= Knut Lier-Hansen =

Norwegian resistance member (1916–2008)

Knut Lier-Hansen (8 September 1916 – 28 March 2008) was a Norwegian resistance member during World War II.

He was born and grew up in Rjukan. Around 1940 he was a sergeant in the Norwegian Army, and tried to repel the German invaders in April 1940, among others in a skirmish at Gransherad. He later joined the more irregular resistance movement. His most notable mission was the sinking of SF Hydro as a part of the Norwegian heavy water sabotage. After placing explosives below deck in the ferry, the saboteurs had to wait until the ferry's departure in the morning to oversee that nothing went against the plan.

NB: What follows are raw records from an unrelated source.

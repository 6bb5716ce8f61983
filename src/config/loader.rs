//! Configuration loader with eager validation
//!
//! Resolves the declaration file, parses it, and validates every field
//! against the plugin registry before the generator sees it. Plugin
//! descriptors come from two sources (highest to lowest priority):
//! 1. Built-in defaults (hardcoded first-party plugins)
//! 2. Embedded registry (TOML descriptors compiled into the binary)

use crate::config::document::{ConfigDocument, DarkModeStrategy, RawDocument};
use crate::config::{get_default_plugins, PluginPackage};
use crate::types::ConfigError;
use glob::Pattern;
use include_dir::{include_dir, Dir};
use std::collections::HashMap;
use std::path::{Path, PathBuf};
use tracing::{debug, info, warn};
use url::Url;

// Embed the registry directory at compile time
static REGISTRY_DIR: Dir = include_dir!("$CARGO_MANIFEST_DIR/registry");

pub struct ConfigLoader {
    defaults: HashMap<String, PluginPackage>,
    registry: HashMap<String, PluginPackage>,
}

impl ConfigLoader {
    pub fn new() -> Result<Self, ConfigError> {
        let defaults = get_default_plugins();
        info!("Loaded {} built-in plugin descriptors", defaults.len());

        let registry = Self::load_registry()?;
        info!("Loaded {} plugin descriptors from registry", registry.len());

        Ok(Self { defaults, registry })
    }

    fn load_registry() -> Result<HashMap<String, PluginPackage>, ConfigError> {
        let mut registry = HashMap::new();

        // Iterate through all embedded .toml files
        for file in REGISTRY_DIR.files() {
            if let Some(file_name) = file.path().file_name() {
                let file_name_str = file_name.to_string_lossy();

                if file_name_str.ends_with(".toml") {
                    let content = file.contents_utf8().ok_or_else(|| {
                        ConfigError::InvalidConfig(format!("Invalid UTF-8 in {}", file_name_str))
                    })?;

                    match toml::from_str::<PluginPackage>(content) {
                        Ok(package) => {
                            if let Some(homepage) = &package.homepage {
                                if Url::parse(homepage).is_err() {
                                    warn!(
                                        "Skipping registry entry {}: bad homepage URL '{}'",
                                        package.name, homepage
                                    );
                                    continue;
                                }
                            }

                            debug!("Loaded registry entry: {}", package.name);
                            registry.insert(package.name.clone(), package);
                        }
                        Err(e) => {
                            warn!("Failed to parse registry file {}: {}", file_name_str, e);
                        }
                    }
                }
            }
        }

        Ok(registry)
    }

    /// Locate the declaration file.
    ///
    /// Tries, in priority order:
    /// 1. ./utilicss.toml (project-local)
    /// 2. $UTILICSS_CONFIG (environment variable)
    /// 3. <config dir>/utilicss/config.toml (user-global)
    fn find_config_file() -> Result<PathBuf, ConfigError> {
        let mut candidates = Vec::new();

        // Project-local config
        if let Ok(cwd) = std::env::current_dir() {
            candidates.push(cwd.join("utilicss.toml"));
        }

        // Environment variable
        if let Ok(config_path) = std::env::var("UTILICSS_CONFIG") {
            candidates.push(PathBuf::from(config_path));
        }

        // User-global config
        if let Some(config_dir) = dirs::config_dir() {
            candidates.push(config_dir.join("utilicss").join("config.toml"));
        }

        for path in &candidates {
            if path.exists() {
                debug!("Resolved configuration file: {}", path.display());
                return Ok(path.clone());
            }
        }

        let tried = candidates
            .iter()
            .map(|p| p.display().to_string())
            .collect::<Vec<_>>()
            .join(", ");
        Err(ConfigError::NotFound(tried))
    }

    /// Load the configuration from the well-known locations.
    pub fn load(&self) -> Result<ConfigDocument, ConfigError> {
        let path = Self::find_config_file()?;
        self.load_from_path(&path)
    }

    /// Load the configuration from an explicit path.
    pub fn load_from_path(&self, path: &Path) -> Result<ConfigDocument, ConfigError> {
        debug!("Loading configuration from: {}", path.display());
        let content = std::fs::read_to_string(path)?;
        self.load_from_str(&content)
    }

    /// Parse and validate a declaration given as text.
    pub fn load_from_str(&self, text: &str) -> Result<ConfigDocument, ConfigError> {
        let raw = RawDocument::parse(text)?;
        self.validate(raw)
    }

    fn validate(&self, raw: RawDocument) -> Result<ConfigDocument, ConfigError> {
        // Every content entry must be a syntactically valid glob
        for pattern in &raw.content {
            Pattern::new(pattern).map_err(|e| ConfigError::InvalidPattern {
                pattern: pattern.clone(),
                reason: e.to_string(),
            })?;
        }

        let dark_mode = match raw.dark_mode.as_deref() {
            Some(value) => value.parse()?,
            None => DarkModeStrategy::default(),
        };

        // Every plugin reference must resolve in the registry, but the
        // list itself is handed over in the order it was written
        for plugin in &raw.plugins {
            if self.resolve_plugin(plugin.name()).is_none() {
                return Err(ConfigError::UnknownPlugin(plugin.name().to_string()));
            }
            debug!("Resolved plugin reference: {}", plugin.name());
        }

        Ok(ConfigDocument {
            content: raw.content,
            dark_mode,
            plugins: raw.plugins,
            theme: raw.theme,
        })
    }

    fn resolve_plugin(&self, name: &str) -> Option<&PluginPackage> {
        self.defaults.get(name).or_else(|| self.registry.get(name))
    }

    /// Get a plugin descriptor by exact name.
    pub fn plugin_by_name(&self, name: &str) -> Result<&PluginPackage, ConfigError> {
        self.resolve_plugin(name)
            .ok_or_else(|| ConfigError::UnknownPlugin(name.to_string()))
    }

    /// List all available plugins.
    pub fn list_available_plugins(&self) -> Vec<&PluginPackage> {
        let mut plugins: Vec<&PluginPackage> = Vec::new();

        // Collect from all sources (defaults take priority for duplicates)
        let mut seen = std::collections::HashSet::new();

        for pkg in self.defaults.values() {
            if seen.insert(&pkg.name) {
                plugins.push(pkg);
            }
        }

        for pkg in self.registry.values() {
            if seen.insert(&pkg.name) {
                plugins.push(pkg);
            }
        }

        plugins
    }
}
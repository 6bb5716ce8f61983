//! Built-in plugin descriptors
//!
//! First-party plugins every install can reference without a registry entry

use crate::config::registry::{Contribution, PluginPackage, PluginSource};
use std::collections::HashMap;

pub fn get_default_plugins() -> HashMap<String, PluginPackage> {
    let mut plugins = HashMap::new();

    plugins.insert("typography".to_string(), typography_plugin());
    plugins.insert("forms".to_string(), forms_plugin());
    plugins.insert("aspect-ratio".to_string(), aspect_ratio_plugin());

    plugins
}

fn typography_plugin() -> PluginPackage {
    PluginPackage {
        name: "typography".to_string(),
        description: "Prose classes for styling blocks of user-generated HTML".to_string(),
        homepage: Some("https://github.com/utilicss/typography".to_string()),
        licenses: vec!["MIT".to_string()],
        provides: vec![Contribution::Components],
        source: PluginSource::Builtin,
        default_options: None,
    }
}

fn forms_plugin() -> PluginPackage {
    PluginPackage {
        name: "forms".to_string(),
        description: "Form-control reset layer that makes inputs stylable with utilities"
            .to_string(),
        homepage: Some("https://github.com/utilicss/forms".to_string()),
        licenses: vec!["MIT".to_string()],
        provides: vec![Contribution::Utilities, Contribution::Components],
        source: PluginSource::Builtin,
        default_options: None,
    }
}

fn aspect_ratio_plugin() -> PluginPackage {
    PluginPackage {
        name: "aspect-ratio".to_string(),
        description: "Composable aspect-ratio utilities for embedded media".to_string(),
        homepage: Some("https://github.com/utilicss/aspect-ratio".to_string()),
        licenses: vec!["MIT".to_string()],
        provides: vec![Contribution::Utilities],
        source: PluginSource::Builtin,
        default_options: None,
    }
}

#[cfg(test)]
mod tests {
    use super::*;

    #[test]
    fn test_get_default_plugins() {
        let plugins = get_default_plugins();
        assert!(plugins.contains_key("typography"));
        assert!(plugins.contains_key("forms"));
        assert!(plugins.contains_key("aspect-ratio"));
    }

    #[test]
    fn test_forms_plugin() {
        let plugin = forms_plugin();
        assert_eq!(plugin.name, "forms");
        assert!(plugin.provides.contains(&Contribution::Utilities));
    }
}
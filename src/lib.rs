//! utilicss-config - Configuration front-end for the utilicss generator
//!
//! This crate loads the declarative build configuration of a utilicss
//! project (content glob patterns, dark-mode strategy, theme extensions,
//! plugin list), validates it against the plugin registry, and hands the
//! resulting immutable document to the CSS generation engine.

pub mod config;
pub mod types;

pub use config::{lint, ConfigDocument, ConfigLoader, DarkModeStrategy, LintWarning, PluginRef, Theme};
pub use types::ConfigError;
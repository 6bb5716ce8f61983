//! Plugin registry types

use serde::{Deserialize, Serialize};

/// A plugin descriptor known to the registry.
#[derive(Debug, Clone, Serialize, Deserialize)]
pub struct PluginPackage {
    pub name: String,
    pub description: String,
    pub homepage: Option<String>,
    pub licenses: Vec<String>,
    /// Which namespaces of the generated stylesheet this plugin contributes to.
    pub provides: Vec<Contribution>,
    pub source: PluginSource,
    /// Options applied when the document does not parameterize the entry.
    pub default_options: Option<toml::Value>,
}

/// What a plugin adds to the generated output.
#[derive(Debug, Clone, Copy, PartialEq, Eq, Serialize, Deserialize)]
#[serde(rename_all = "lowercase")]
pub enum Contribution {
    Utilities,
    Components,
    Variants,
}

#[derive(Debug, Clone, Serialize, Deserialize)]
#[serde(tag = "type")]
pub enum PluginSource {
    Npm {
        package: String,
        version: Option<String>,
    },
    GithubRelease {
        repo: String,
        tag: Option<String>,
    },
    /// Ships with the generator itself; nothing to fetch.
    Builtin,
}
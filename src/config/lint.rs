//! Lint-level checks for loaded configurations
//!
//! These flag documents that load cleanly but almost certainly do not do
//! what the author intended. They are advisory only and never fail a load.

use crate::config::ConfigDocument;
use std::collections::HashSet;
use std::fmt;

#[derive(Debug, Clone, PartialEq, Eq)]
pub enum LintWarning {
    /// An empty content list leaves the scanner with nothing to scan, so
    /// every utility is treated as unused and stripped from the output.
    EmptyContent,
    /// The same glob pattern is listed more than once.
    DuplicatePattern(String),
    /// The same plugin is registered more than once; the engine keeps the
    /// last registration, which is rarely what was meant.
    DuplicatePlugin(String),
}

impl fmt::Display for LintWarning {
    fn fmt(&self, f: &mut fmt::Formatter<'_>) -> fmt::Result {
        match self {
            Self::EmptyContent => write!(
                f,
                "content is empty: no files will be scanned and all utilities will be stripped"
            ),
            Self::DuplicatePattern(pattern) => {
                write!(f, "content pattern '{}' is listed more than once", pattern)
            }
            Self::DuplicatePlugin(name) => {
                write!(f, "plugin '{}' is registered more than once", name)
            }
        }
    }
}

/// Check a loaded document for suspicious but valid configurations.
pub fn lint(document: &ConfigDocument) -> Vec<LintWarning> {
    let mut warnings = Vec::new();

    if document.content.is_empty() {
        warnings.push(LintWarning::EmptyContent);
    }

    let mut seen_patterns = HashSet::new();
    for pattern in &document.content {
        if !seen_patterns.insert(pattern.as_str()) {
            warnings.push(LintWarning::DuplicatePattern(pattern.clone()));
        }
    }

    let mut seen_plugins = HashSet::new();
    for plugin in &document.plugins {
        if !seen_plugins.insert(plugin.name()) {
            warnings.push(LintWarning::DuplicatePlugin(plugin.name().to_string()));
        }
    }

    warnings
}
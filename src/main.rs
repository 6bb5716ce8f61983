use anyhow::Result;
use clap::Parser;
use std::path::PathBuf;
use tracing::{info, warn, Level};
use tracing_subscriber::{fmt, EnvFilter};

/// Configuration front-end for the utilicss generator
///
/// Loads and validates the project's build configuration before any
/// scanning or generation work starts.
#[derive(Parser, Debug)]
#[command(name = "utilicss-config")]
#[command(author, version, about, long_about = None)]
struct Args {
    /// Configuration file to load
    ///
    /// If not specified, resolves in order:
    /// 1. ./utilicss.toml
    /// 2. $UTILICSS_CONFIG
    /// 3. <config dir>/utilicss/config.toml
    #[arg(short, long)]
    config: Option<PathBuf>,

    /// Print the resolved document as JSON for the generator
    #[arg(long)]
    json: bool,

    /// Log level (trace, debug, info, warn, error)
    #[arg(short, long, default_value = "info")]
    log_level: String,

    /// Log to file instead of stderr
    #[arg(long)]
    log_file: Option<PathBuf>,
}

fn setup_logging(log_level: &str, log_file: Option<PathBuf>) -> Result<()> {
    let level = match log_level.to_lowercase().as_str() {
        "trace" => Level::TRACE,
        "debug" => Level::DEBUG,
        "info" => Level::INFO,
        "warn" => Level::WARN,
        "error" => Level::ERROR,
        _ => Level::INFO,
    };

    let filter = EnvFilter::from_default_env().add_directive(level.into());

    let subscriber = fmt().with_env_filter(filter).with_target(true);

    if let Some(log_path) = log_file {
        let file = std::fs::File::create(log_path)?;
        subscriber.with_writer(file).init();
    } else {
        subscriber.with_writer(std::io::stderr).init();
    }

    Ok(())
}

fn main() -> Result<()> {
    let args = Args::parse();

    // Setup logging
    setup_logging(&args.log_level, args.log_file)?;

    info!("Starting utilicss-config v{}", env!("CARGO_PKG_VERSION"));

    // Build the plugin registry
    let loader = match utilicss_config::ConfigLoader::new() {
        Ok(loader) => loader,
        Err(e) => {
            eprintln!("Failed to initialize plugin registry: {}", e);
            return Err(e.into());
        }
    };

    // Load and validate the declaration
    let result = match &args.config {
        Some(path) => loader.load_from_path(path),
        None => loader.load(),
    };

    let document = match result {
        Ok(document) => document,
        Err(e) => {
            eprintln!("Failed to load configuration: {}", e);
            return Err(e.into());
        }
    };

    info!("Configuration loaded successfully");

    // Lint findings are advisory; they never fail the run
    for warning in utilicss_config::lint(&document) {
        warn!("{}", warning);
    }

    if args.json {
        println!("{}", document.to_json()?);
    } else {
        println!(
            "configuration OK: {} content patterns, dark mode '{}', {} plugins",
            document.content.len(),
            document.dark_mode,
            document.plugins.len()
        );
    }

    Ok(())
}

After witnessing the ferry leave harbor in a normal way, Lier-Hansen fled the scene for Einar Skinnarland's house. The ferry went down in the middle of Lake Tinn, and in addition to sabotaging the heavy water program, eighteen lives (fourteen civilians) were lost. When the war between Germany and Norway was over, on 8 May 1945, Lier-Hansen was dispatched together with Henry Johansen and another person to arrest Reichskommissar für die besetzten Norwegischen Gebiete Josef Terboven. The Norwegians reached Skaugum where Terboven had entrenched himself, but they were warded off by guards. Soon after, Terboven blew himself up.

After the war he participated in the film Kampen om tungtvannet. He also received death threats linked with successive anniversaries of the SF Hydro sinking. He was sparsely decorated.